**Problem:** Please return every line in the entries below with the word "Operations" in it.

**Records for the exercise:**
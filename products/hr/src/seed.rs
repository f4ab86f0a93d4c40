//! First-start roster seeding.

use chrono::NaiveDate;
use entity::{SCHEMA_VERSION, employee, employee::Operator};
use sea_orm::{ActiveValue::Set, DatabaseConnection, EntityTrait, TransactionTrait};
use serde::Deserialize;
use tracing::info;

use crate::error::{HrError, HrResult};
use crate::repo::employees;

const ROSTERS_JSON: &str = include_str!("../data/rosters.json");
const INSERT_CHUNK: usize = 100;
const DEFAULT_DEPARTMENT: &str = "Operations";

#[derive(Debug, Deserialize)]
struct Rosters {
    doha_oasis: Vec<RosterEntry>,
    kien: Vec<RosterEntry>,
}

#[derive(Debug, Deserialize)]
struct RosterEntry {
    name: String,
    #[serde(default)]
    department: Option<String>,
    #[serde(default)]
    position: Option<String>,
}

struct RosterSpec {
    operator: Operator,
    grade: &'static str,
    default_position: &'static str,
}

const DOHA_OASIS: RosterSpec = RosterSpec {
    operator: Operator::DohaOasis,
    grade: "S1",
    default_position: "Team Member",
};

const KIEN: RosterSpec = RosterSpec {
    operator: Operator::Kien,
    grade: "K1",
    default_position: "Staff",
};

fn joined_on() -> HrResult<NaiveDate> {
    NaiveDate::from_ymd_opt(2023, 1, 1).ok_or_else(|| HrError::Seed("invalid join date".into()))
}

fn or_default(value: Option<String>, default: &str) -> String {
    value
        .map(|v| v.trim().to_string())
        .filter(|v| !v.is_empty())
        .unwrap_or_else(|| default.to_string())
}

fn roster_models() -> HrResult<Vec<employee::ActiveModel>> {
    let rosters: Rosters =
        serde_json::from_str(ROSTERS_JSON).map_err(|err| HrError::Seed(err.to_string()))?;
    let date_joined = joined_on()?;
    let mut models = Vec::with_capacity(rosters.doha_oasis.len() + rosters.kien.len());
    for (spec, entries) in [(DOHA_OASIS, rosters.doha_oasis), (KIEN, rosters.kien)] {
        for entry in entries {
            if entry.name.trim().is_empty() {
                return Err(HrError::Seed("roster entry without a name".into()));
            }
            models.push(employee::ActiveModel {
                name: Set(entry.name.trim().to_string()),
                operator: Set(spec.operator),
                department: Set(or_default(entry.department, DEFAULT_DEPARTMENT)),
                position: Set(or_default(entry.position, spec.default_position)),
                grade: Set(Some(spec.grade.to_string())),
                date_joined: Set(Some(date_joined)),
                schema_version: Set(SCHEMA_VERSION),
                ..Default::default()
            });
        }
    }
    Ok(models)
}

/// Loads both rosters (Doha Oasis first, then Kien) when the employee table is
/// empty. Returns how many employees were inserted; 0 when already seeded.
pub async fn seed_rosters(db: &DatabaseConnection) -> HrResult<usize> {
    let txn = db.begin().await?;
    if employees::count(&txn).await? > 0 {
        info!("employee table already populated; skipping roster seed");
        return Ok(0);
    }
    let models = roster_models()?;
    let total = models.len();
    let mut batch = Vec::with_capacity(INSERT_CHUNK);
    for model in models {
        batch.push(model);
        if batch.len() == INSERT_CHUNK {
            employee::Entity::insert_many(std::mem::take(&mut batch))
                .exec(&txn)
                .await?;
        }
    }
    if !batch.is_empty() {
        employee::Entity::insert_many(batch).exec(&txn).await?;
    }
    txn.commit().await?;
    info!(employees = total, "rosters seeded");
    Ok(total)
}
use std::sync::Arc;

use async_graphql::{Request, Value, Variables};
use migration::{Migrator, MigratorTrait};
use platform_db::{DatabaseSettings, connect};
use products_hr::drafting::{Drafter, DraftingConfig, MISSING_CONFIG_DESCRIPTION};
use serde_json::json;

use super::*;

async fn test_schema() -> SchemaType {
    let pool = connect(&DatabaseSettings::in_memory()).await.unwrap();
    Migrator::up(&pool, None).await.unwrap();
    let drafter = Drafter::from_config(DraftingConfig::default()).unwrap();
    build_schema(GraphqlData {
        pool,
        drafter: Arc::new(drafter),
    })
}

async fn run(schema: &SchemaType, query: &str, vars: serde_json::Value) -> async_graphql::Response {
    schema
        .execute(Request::new(query).variables(Variables::from_json(vars)))
        .await
}

async fn data(schema: &SchemaType, query: &str, vars: serde_json::Value) -> serde_json::Value {
    let response = run(schema, query, vars).await;
    assert!(response.errors.is_empty(), "{:?}", response.errors);
    response.data.into_json().unwrap()
}

fn error_code(response: &async_graphql::Response) -> Option<Value> {
    response
        .errors
        .first()
        .and_then(|e| e.extensions.as_ref())
        .and_then(|ext| ext.get("code"))
        .cloned()
}

const ADD_EMPLOYEE: &str = r#"
    mutation($name: String!) {
        hr { addEmployee(input: {name: $name, operator: KIEN, department: "Operations", position: "Staff"}) { id name operator } }
    }
"#;

async fn add_employee(schema: &SchemaType, name: &str) -> i64 {
    let body = data(schema, ADD_EMPLOYEE, json!({ "name": name })).await;
    body["hr"]["addEmployee"]["id"].as_i64().unwrap()
}

#[tokio::test]
async fn employees_are_added_and_filtered() {
    let schema = test_schema().await;
    let first = add_employee(&schema, "Mariam Saleh").await;
    let second = add_employee(&schema, "Omar Farouk").await;
    assert_eq!(second, first + 1);

    let body = data(
        &schema,
        r#"{ hr { employees(filter: {search: "mariam"}) { name operator } } }"#,
        json!({}),
    )
    .await;
    assert_eq!(
        body,
        json!({"hr": {"employees": [{"name": "Mariam Saleh", "operator": "KIEN"}]}})
    );
}

#[tokio::test]
async fn onboarding_initiation_is_idempotent() {
    let schema = test_schema().await;
    let id = add_employee(&schema, "Noor Haddad").await;
    let mutation = r#"
        mutation($id: Int!) {
            hr { initiateOnboarding(employeeId: $id) { record { assignedHrName } tasks { id } } }
        }
    "#;

    let first = data(&schema, mutation, json!({ "id": id })).await;
    let episode = &first["hr"]["initiateOnboarding"];
    assert_eq!(episode["record"]["assignedHrName"], json!("Unassigned"));
    assert_eq!(episode["tasks"].as_array().unwrap().len(), 28);

    let second = data(&schema, mutation, json!({ "id": id })).await;
    assert!(second["hr"]["initiateOnboarding"]["tasks"]
        .as_array()
        .unwrap()
        .is_empty());

    let progress = data(
        &schema,
        r#"query($id: Int!) { hr { employee(id: $id) { progress { total completed percent } } } }"#,
        json!({ "id": id }),
    )
    .await;
    assert_eq!(
        progress["hr"]["employee"]["progress"],
        json!({"total": 28, "completed": 0, "percent": 0})
    );
}

#[tokio::test]
async fn duplicate_separation_reports_conflict() {
    let schema = test_schema().await;
    let id = add_employee(&schema, "Samir Aziz").await;
    let mutation = r#"
        mutation($id: Int!) { hr { initiateSeparation(employeeId: $id, assignedHrName: "Lamees") { tasks { id } } } }
    "#;
    let first = data(&schema, mutation, json!({ "id": id })).await;
    assert_eq!(
        first["hr"]["initiateSeparation"]["tasks"]
            .as_array()
            .unwrap()
            .len(),
        14
    );

    let second = run(&schema, mutation, json!({ "id": id })).await;
    assert_eq!(error_code(&second), Some(Value::from("CONFLICT")));
}

#[tokio::test]
async fn unknown_employee_is_not_found() {
    let schema = test_schema().await;
    let response = run(
        &schema,
        r#"mutation { hr { initiateOnboarding(employeeId: 999) { record { id } } } }"#,
        json!({}),
    )
    .await;
    assert_eq!(error_code(&response), Some(Value::from("NOT_FOUND")));
}

#[tokio::test]
async fn position_workflow_enforces_transitions() {
    let schema = test_schema().await;
    let body = data(
        &schema,
        r#"mutation {
            hr { requestPosition(input: {title: "Driver", operator: DOHA_OASIS, department: "Logistics"}) { id status } }
        }"#,
        json!({}),
    )
    .await;
    let id = body["hr"]["requestPosition"]["id"].as_i64().unwrap();
    assert_eq!(body["hr"]["requestPosition"]["status"], json!("PENDING_APPROVAL"));

    let fill = r#"mutation($id: Int!) { hr { fillPosition(id: $id, candidate: "Ali") { status filledBy } } }"#;
    let early = run(&schema, fill, json!({ "id": id })).await;
    assert_eq!(error_code(&early), Some(Value::from("CONFLICT")));

    data(
        &schema,
        r#"mutation($id: Int!) { hr { approvePosition(id: $id) { status } } }"#,
        json!({ "id": id }),
    )
    .await;
    let filled = data(&schema, fill, json!({ "id": id })).await;
    assert_eq!(
        filled["hr"]["fillPosition"],
        json!({"status": "FILLED", "filledBy": "Ali"})
    );

    let pending = data(
        &schema,
        r#"{ hr { positions(filter: {pendingOnly: true}) { id } } }"#,
        json!({}),
    )
    .await;
    assert_eq!(pending["hr"]["positions"], json!([]));
}

#[tokio::test]
async fn task_toggle_cycles_through_statuses() {
    let schema = test_schema().await;
    let id = add_employee(&schema, "Huda Karim").await;
    let body = data(
        &schema,
        r#"mutation($id: Int!) { hr { addTask(input: {employeeId: $id, name: "Issue badge"}) { id status owner category } } }"#,
        json!({ "id": id }),
    )
    .await;
    let task = &body["hr"]["addTask"];
    assert_eq!(task["owner"], json!("HR"));
    assert_eq!(task["category"], json!("ONBOARDING"));

    let toggle = r#"mutation($id: Int!) { hr { toggleTaskStatus(id: $id) { status } } }"#;
    let mut seen = Vec::new();
    for _ in 0..3 {
        let body = data(&schema, toggle, json!({ "id": task["id"] })).await;
        seen.push(body["hr"]["toggleTaskStatus"]["status"].clone());
    }
    assert_eq!(seen, vec![json!("IN_PROGRESS"), json!("DONE"), json!("NOT_STARTED")]);
}

#[tokio::test]
async fn update_of_unknown_request_returns_null() {
    let schema = test_schema().await;
    let body = data(
        &schema,
        r#"mutation { hr { updateRequest(input: {id: 42, status: COMPLETED}) { id } } }"#,
        json!({}),
    )
    .await;
    assert_eq!(body, json!({"hr": {"updateRequest": null}}));
}

#[tokio::test]
async fn other_request_type_uses_custom_text() {
    let schema = test_schema().await;
    let id = add_employee(&schema, "Rania Odeh").await;
    let body = data(
        &schema,
        r#"mutation($id: Int!) {
            hr { addRequest(input: {employeeId: $id, requestType: "Other", customType: "Parking permit"}) { requestType status } }
        }"#,
        json!({ "id": id }),
    )
    .await;
    assert_eq!(
        body["hr"]["addRequest"],
        json!({"requestType": "Parking permit", "status": "NEW"})
    );

    let stats = data(&schema, "{ hr { stats { pendingRequests totalEmployees } } }", json!({})).await;
    assert_eq!(
        stats["hr"]["stats"],
        json!({"pendingRequests": 1, "totalEmployees": 1})
    );
}

#[tokio::test]
async fn drafting_without_credentials_returns_fallback() {
    let schema = test_schema().await;
    let body = data(
        &schema,
        r#"mutation { hr { draftJobDescription(title: "Cashier", department: "Retail", operator: KIEN) } }"#,
        json!({}),
    )
    .await;
    assert_eq!(
        body["hr"]["draftJobDescription"],
        json!(MISSING_CONFIG_DESCRIPTION)
    );
}

#[tokio::test]
async fn schema_exposes_hr_namespaces() {
    let sdl = test_schema().await.sdl();
    assert!(sdl.contains("hr: HrQuery!"));
    assert!(sdl.contains("hr: HrMutation!"));
    assert!(sdl.contains("enum TaskCategory"));
}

**Answer for this exercise:**
const DEFAULT_DEPARTMENT: &str = "Operations";
        hr { addEmployee(input: {name: $name, operator: KIEN, department: "Operations", position: "Staff"}) { id name operator } }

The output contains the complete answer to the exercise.